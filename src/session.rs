//! # Session State Machine
//!
//! A session is one continuous BAKE or REFLOW run. The controller never says
//! "session started" or "session ended"; both are inferred from the mode
//! field of consecutive samples:
//!
//! | previous mode | new mode       | effect                              |
//! |---------------|----------------|-------------------------------------|
//! | `STANDBY`     | `BAKE`/`REFLOW`| session start: series and log reset |
//! | `BAKE`/`REFLOW`| `STANDBY`     | session end: log handed out for persistence |
//!
//! A second, weaker completion signal is time based: once no BAKE/REFLOW
//! sample has been seen for the quiet threshold, [`SessionStateMachine::is_complete`]
//! reports the session as done. This is a heuristic: a single delayed report
//! from the device can trip it.

use std::cell::Cell;
use std::rc::Rc;
use std::time::{Duration, Instant};

use log::debug;

use crate::protocol::{LineEvent, Mode, Sample};
use crate::series::SeriesStore;

/// Profile label used for bake sessions.
pub const BAKE_PROFILE: &str = "bake";

/// Default quiet threshold for [`SessionStateMachine::is_complete`].
pub const DEFAULT_QUIET_THRESHOLD: Duration = Duration::from_secs(5);

/// Source of wall-clock instants
pub trait Clock {
    /// Current instant.
    fn now(&self) -> Instant;
}

/// The system monotonic clock
#[derive(Debug, Default, Clone, Copy)]
pub struct SystemClock;

impl Clock for SystemClock {
    fn now(&self) -> Instant {
        Instant::now()
    }
}

/// Clock advanced by hand.
///
/// Clones share the same time, so a test can keep one handle while the
/// state machine owns another.
#[derive(Debug, Clone)]
pub struct ManualClock {
    origin: Instant,
    offset: Rc<Cell<Duration>>,
}

impl ManualClock {
    /// Clock starting at the current instant.
    pub fn new() -> Self {
        Self {
            origin: Instant::now(),
            offset: Rc::new(Cell::new(Duration::ZERO)),
        }
    }

    /// Move the clock forward.
    pub fn advance(&self, by: Duration) {
        self.offset.set(self.offset.get() + by);
    }
}

impl Default for ManualClock {
    fn default() -> Self {
        Self::new()
    }
}

impl Clock for ManualClock {
    fn now(&self) -> Instant {
        self.origin + self.offset.get()
    }
}

/// Live state of the session tracker
#[derive(Debug, Clone, Default, PartialEq)]
pub struct SessionState {
    /// Last observed mode, `None` until the first mode-bearing sample
    pub mode: Option<Mode>,
    /// Name of the current profile
    pub profile_name: String,
    /// Last time a BAKE/REFLOW sample was observed
    pub last_action: Option<Instant>,
}

/// A session that just ended, ready to persist
#[derive(Debug, Clone, PartialEq)]
pub struct CompletedSession {
    /// Profile name at the time the session ended
    pub profile_name: String,
    /// Mode the session ran in
    pub mode: Mode,
    /// Accumulated samples in arrival order
    pub records: Vec<Sample>,
}

impl CompletedSession {
    /// Chart title for this session.
    pub fn title(&self) -> String {
        format!("Profile: {} Mode: {}", self.profile_name, self.mode)
    }
}

/// What observing one event did
#[derive(Debug, Clone, PartialEq)]
pub enum Transition {
    /// No session boundary
    None,
    /// A session started; series and record log were cleared
    Started(Mode),
    /// A session ended
    Ended(CompletedSession),
}

/// Tracks mode and profile across samples and detects session boundaries
#[derive(Debug)]
pub struct SessionStateMachine<C: Clock = SystemClock> {
    state: SessionState,
    series: SeriesStore,
    records: Vec<Sample>,
    quiet_threshold: Duration,
    clock: C,
}

impl SessionStateMachine<SystemClock> {
    /// State machine on the system clock with the default quiet threshold.
    pub fn new(series: SeriesStore) -> Self {
        Self::with_clock(series, SystemClock, DEFAULT_QUIET_THRESHOLD)
    }
}

impl<C: Clock> SessionStateMachine<C> {
    /// State machine on an explicit clock.
    pub fn with_clock(series: SeriesStore, clock: C, quiet_threshold: Duration) -> Self {
        Self {
            state: SessionState::default(),
            series,
            records: Vec::new(),
            quiet_threshold,
            clock,
        }
    }

    /// Apply a parsed line.
    ///
    /// Comments and unparsable lines never change state.
    pub fn observe(&mut self, event: &LineEvent) -> Transition {
        match event {
            LineEvent::Sample(sample) => self.observe_sample(sample),
            LineEvent::ProfileAnnounced(name) => {
                self.announce_profile(name);
                Transition::None
            }
            LineEvent::Comment(_) | LineEvent::Unparsable { .. } => Transition::None,
        }
    }

    /// Record that the controller switched to profile `name`.
    pub fn announce_profile(&mut self, name: &str) {
        debug!("Profile announced: {}", name);
        self.state.profile_name = name.to_string();
    }

    /// Apply one sample.
    pub fn observe_sample(&mut self, sample: &Sample) -> Transition {
        let mut transition = Transition::None;

        if let Some(mode) = sample.mode {
            transition = self.apply_mode(mode);
        }

        if sample.has_timer() {
            self.series.add_sample(sample);
            self.records.push(sample.clone());
        }

        transition
    }

    fn apply_mode(&mut self, mode: Mode) -> Transition {
        let previous = self.state.mode;
        let mut transition = Transition::None;

        if previous == Some(Mode::Standby) && mode.is_active() {
            debug!("Session start: {} -> {}", Mode::Standby, mode);
            self.series.clear();
            self.records.clear();
            transition = Transition::Started(mode);
        }

        if let Some(ended) = previous.filter(|p| p.is_active()) {
            if mode == Mode::Standby {
                debug!("Session end: {} -> {}", ended, mode);
                transition = Transition::Ended(CompletedSession {
                    profile_name: self.state.profile_name.clone(),
                    mode: ended,
                    records: self.records.clone(),
                });
            }
        }

        self.state.mode = Some(mode);
        if mode == Mode::Bake {
            self.state.profile_name = BAKE_PROFILE.to_string();
        }
        if mode.is_active() {
            self.state.last_action = Some(self.clock.now());
        }

        let title = format!("Profile: {} Mode: {}", self.state.profile_name, mode);
        self.series.set_title(&title);

        transition
    }

    /// Whether the quiet threshold has passed since the last BAKE/REFLOW sample.
    pub fn is_complete(&self) -> bool {
        self.state
            .last_action
            .is_some_and(|at| self.clock.now().saturating_duration_since(at) > self.quiet_threshold)
    }

    /// Forget the last action time so the next session can re-arm completion.
    pub fn clear_last_action(&mut self) {
        self.state.last_action = None;
    }

    /// Current state.
    pub fn state(&self) -> &SessionState {
        &self.state
    }

    /// Records accumulated since the last session start.
    pub fn records(&self) -> &[Sample] {
        &self.records
    }

    /// Live series.
    pub fn series(&self) -> &SeriesStore {
        &self.series
    }
}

......

=== WHAT YOU NEED TO DO ===
If a line contains the word "derive", it counts; say how many such lines there are in the data above, and nothing else.

=== EXERCISE RESULT ===
6